About this calculator
Marketing Mix Modeling (MMM) quantifies how different spending channels contribute to overall revenue return. The formula here is: Blended ROI (%) = [(digitalSpend × digitalROAS + traditionalSpend × traditionalROAS) × (1 − saturationFactor)] / totalBudget × 100. The first part sums the raw revenue return from each channel by multiplying spend by its Return on Ad Spend (ROAS). The saturation factor (a value between 0 and 1) discounts total returns to model diminishing marginal returns — the well-documented phenomenon where doubling spend does not double revenue. Dividing by total budget converts the result to a percentage ROI. A saturation factor of 0 means no diminishing returns; 0.3 means 30% of potential return is lost to saturation.
How to use
Total budget: $50,000. Digital spend: $35,000 at 4× ROAS. Traditional spend: $15,000 at 2× ROAS. Saturation factor: 0.20. Step 1 — Raw return: (35,000 × 4) + (15,000 × 2) = 140,000 + 30,000 = $170,000. Step 2 — Apply saturation: 170,000 × (1 − 0.20) = 170,000 × 0.80 = $136,000. Step 3 — Blended ROI: 136,000 / 50,000 × 100 = 272%. Your blended marketing ROI after saturation is 272%, meaning every $1 spent returns $2.72 net.

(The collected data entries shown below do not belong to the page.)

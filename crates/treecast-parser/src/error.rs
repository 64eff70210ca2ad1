//! Error and diagnostic system for the type parser.
//!
//! Every failure is described by a [`Diagnostic`] carrying an [`ErrorCode`],
//! one or more labelled spans into the type description, and optional help
//! text. The diagnostics of one parse are returned together as a
//! [`ParseError`].
//!
//! # Example
//!
//! ```
//! # use treecast_parser::error::{Diagnostic, ErrorCode};
//! # use treecast_parser::Span;
//!
//! let diag = Diagnostic::error("duplicate key `id` in shaped array")
//!     .with_code(ErrorCode::E204)
//!     .with_label(Span::new(17..19), "duplicate key")
//!     .with_secondary_label(Span::new(6..8), "first declared here")
//!     .with_help("remove one of the two elements");
//! ```

mod collector;
mod diagnostic;
mod error_code;
mod label;
mod parse_error;

pub(crate) use collector::DiagnosticCollector;

pub use diagnostic::Diagnostic;
pub use error_code::ErrorCode;
pub use label::Label;
pub use parse_error::ParseError;
use std::{
    fs,
    io::{self, Write},
    path::{Path, PathBuf},
};

use dashmap::DashMap;
use tempfile::NamedTempFile;

/// Byte store backing the persisted cache tier.
pub trait CacheStorage: Send + Sync {
    /// Read the entry stored under `key`; `None` when there is none.
    fn get(&self, key: &str) -> io::Result<Option<Vec<u8>>>;

    /// Store `bytes` under `key`, replacing any previous entry.
    fn set(&self, key: &str, bytes: &[u8]) -> io::Result<()>;
}

/// One file per key inside a directory.
///
/// Writes go to a temporary file in the same directory which is then
/// renamed over the entry, so readers never observe a partial entry.
#[derive(Debug, Clone)]
pub struct FileStorage {
    directory: PathBuf,
}

impl FileStorage {
    /// Use `directory`, creating it if needed.
    ///
    /// # Errors
    ///
    /// Returns an error if the directory cannot be created.
    pub fn new(directory: impl Into<PathBuf>) -> io::Result<Self> {
        let directory = directory.into();
        fs::create_dir_all(&directory)?;
        Ok(Self { directory })
    }

    pub fn directory(&self) -> &Path {
        &self.directory
    }

    /// Keys may contain characters that are not valid in file names; those
    /// are replaced. Compiled entries embed their key, so entries whose
    /// names collide are told apart on read.
    fn path(&self, key: &str) -> PathBuf {
        let name: String = key
            .chars()
            .map(|c| {
                if c.is_ascii_alphanumeric() || matches!(c, '.' | '-' | '_') {
                    c
                } else {
                    '_'
                }
            })
            .collect();
        self.directory.join(format!("{name}.json"))
    }
}

impl CacheStorage for FileStorage {
    fn get(&self, key: &str) -> io::Result<Option<Vec<u8>>> {
        match fs::read(self.path(key)) {
            Ok(bytes) => Ok(Some(bytes)),
            Err(err) if err.kind() == io::ErrorKind::NotFound => Ok(None),
            Err(err) => Err(err),
        }
    }

    fn set(&self, key: &str, bytes: &[u8]) -> io::Result<()> {
        let mut file = NamedTempFile::new_in(&self.directory)?;
        file.write_all(bytes)?;
        file.flush()?;
        file.persist(self.path(key)).map_err(|err| err.error)?;
        Ok(())
    }
}

/// Entries kept in memory, mostly useful in tests.
#[derive(Debug, Default)]
pub struct MemoryStorage {
    entries: DashMap<String, Vec<u8>>,
}

impl MemoryStorage {
    pub fn new() -> Self {
        Self::default()
    }

    pub fn len(&self) -> usize {
        self.entries.len()
    }

    pub fn is_empty(&self) -> bool {
        self.entries.is_empty()
    }

    pub fn keys(&self) -> Vec<String> {
        self.entries.iter().map(|entry| entry.key().clone()).collect()
    }
}

impl CacheStorage for MemoryStorage {
    fn get(&self, key: &str) -> io::Result<Option<Vec<u8>>> {
        Ok(self.entries.get(key).map(|entry| entry.value().clone()))
    }

    fn set(&self, key: &str, bytes: &[u8]) -> io::Result<()> {
        self.entries.insert(key.to_string(), bytes.to_vec());
        Ok(())
    }
}

#[cfg(test)]
mod tests {
    use super::*;

    #[test]
    fn test_file_storage_round_trip() {
        let dir = tempfile::tempdir().unwrap();
        let storage = FileStorage::new(dir.path().join("cache")).unwrap();

        assert_eq!(storage.get("1.0.class-definition.Box<T=int>").unwrap(), None);

        storage
            .set("1.0.class-definition.Box<T=int>", b"first")
            .unwrap();
        storage
            .set("1.0.class-definition.Box<T=int>", b"second")
            .unwrap();

        assert_eq!(
            storage.get("1.0.class-definition.Box<T=int>").unwrap(),
            Some(b"second".to_vec())
        );
        assert_eq!(fs::read_dir(storage.directory()).unwrap().count(), 1);
    }

    #[test]
    fn test_file_names_are_sanitized() {
        let storage = FileStorage {
            directory: PathBuf::from("/cache"),
        };

        assert_eq!(
            storage.path("v1.class-definition.Pair<K=string, V=int>"),
            PathBuf::from("/cache/v1.class-definition.Pair_K_string__V_int_.json")
        );
    }

    #[test]
    fn test_memory_storage() {
        let storage = MemoryStorage::new();
        storage.set("a", b"1").unwrap();

        assert_eq!(storage.get("a").unwrap(), Some(b"1".to_vec()));
        assert_eq!(storage.get("b").unwrap(), None);
        assert_eq!(storage.keys(), ["a"]);
    }
}
use std::fmt;

use crate::span::Span;

/// Token types of the type description language
#[derive(Debug, Clone, PartialEq)]
pub enum Token<'src> {
    // Literals
    Identifier(&'src str),
    IntLiteral(i64),
    StringLiteral(String),

    // Punctuation
    LeftAngle,    // <
    RightAngle,   // >
    LeftBrace,    // {
    RightBrace,   // }
    LeftBracket,  // [
    RightBracket, // ]
    Comma,        // ,
    Colon,        // :
    Question,     // ?
    Pipe,         // |
    Ellipsis,     // ...
}

impl Token<'_> {
    /// Returns `true` for tokens that close a nested construct.
    pub fn is_closing(&self) -> bool {
        matches!(
            self,
            Token::RightAngle | Token::RightBrace | Token::RightBracket
        )
    }
}

impl fmt::Display for Token<'_> {
    fn fmt(&self, f: &mut fmt::Formatter<'_>) -> fmt::Result {
        match self {
            Token::Identifier(name) => write!(f, "`{name}`"),
            Token::IntLiteral(value) => write!(f, "`{value}`"),
            Token::StringLiteral(value) => write!(f, "'{value}'"),
            Token::LeftAngle => write!(f, "`<`"),
            Token::RightAngle => write!(f, "`>`"),
            Token::LeftBrace => write!(f, "`{{`"),
            Token::RightBrace => write!(f, "`}}`"),
            Token::LeftBracket => write!(f, "`[`"),
            Token::RightBracket => write!(f, "`]`"),
            Token::Comma => write!(f, "`,`"),
            Token::Colon => write!(f, "`:`"),
            Token::Question => write!(f, "`?`"),
            Token::Pipe => write!(f, "`|`"),
            Token::Ellipsis => write!(f, "`...`"),
        }
    }
}

/// A token with position information for winnow integration
#[derive(Debug, Clone, PartialEq)]
pub struct PositionedToken<'src> {
    pub token: Token<'src>,
    pub span: Span,
}

impl<'src> PositionedToken<'src> {
    pub fn new(token: Token<'src>, span: Span) -> Self {
        Self { token, span }
    }
}

impl<'src> std::ops::Deref for PositionedToken<'src> {
    type Target = Token<'src>;

    fn deref(&self) -> &Self::Target {
        &self.token
    }
}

Frequently asked questions
What is ROAS and how is it different from ROI in marketing?
ROAS (Return on Ad Spend) measures gross revenue generated per dollar spent on advertising — a ROAS of 4× means $4 in revenue for every $1 spent. ROI (Return on Investment) goes further by subtracting costs (including the ad spend itself and cost of goods) to measure net profit relative to investment. ROAS is simpler to calculate and widely used for channel-level optimization, while ROI is more meaningful for overall business profitability decisions. A campaign can have a high ROAS but negative ROI if product margins are thin.
How do I estimate the channel saturation factor for my marketing mix model?
The saturation factor is typically derived empirically by analyzing historical spend and response data — when incremental spend produces proportionally less revenue, saturation is occurring. In practice, marketers use S-curve (logistic) or diminishing-returns (power) response functions fitted to past campaign data. Without historical data, a saturation factor between 0.10 and 0.30 is a reasonable starting assumption for most digital channels running near typical industry spend levels. Channels with highly targeted, limited audiences (e.g., branded search) saturate faster than broad channels like display or video.
When should a business use marketing mix modeling versus multi-touch attribution?
Marketing Mix Modeling (MMM) is best suited for measuring the impact of channels that are hard to track at the individual user level — TV, radio, out-of-home, and offline spend — because it works at an aggregate level using statistical regression on historical data. Multi-touch attribution (MTA) works at the individual customer journey level and is better for optimizing digital channels in real time. Many large advertisers use both: MMM for strategic budget allocation and MTA for tactical, day-to-day channel optimization. MMM is also more privacy-resilient since it doesn't rely on third-party cookies or individual tracking data.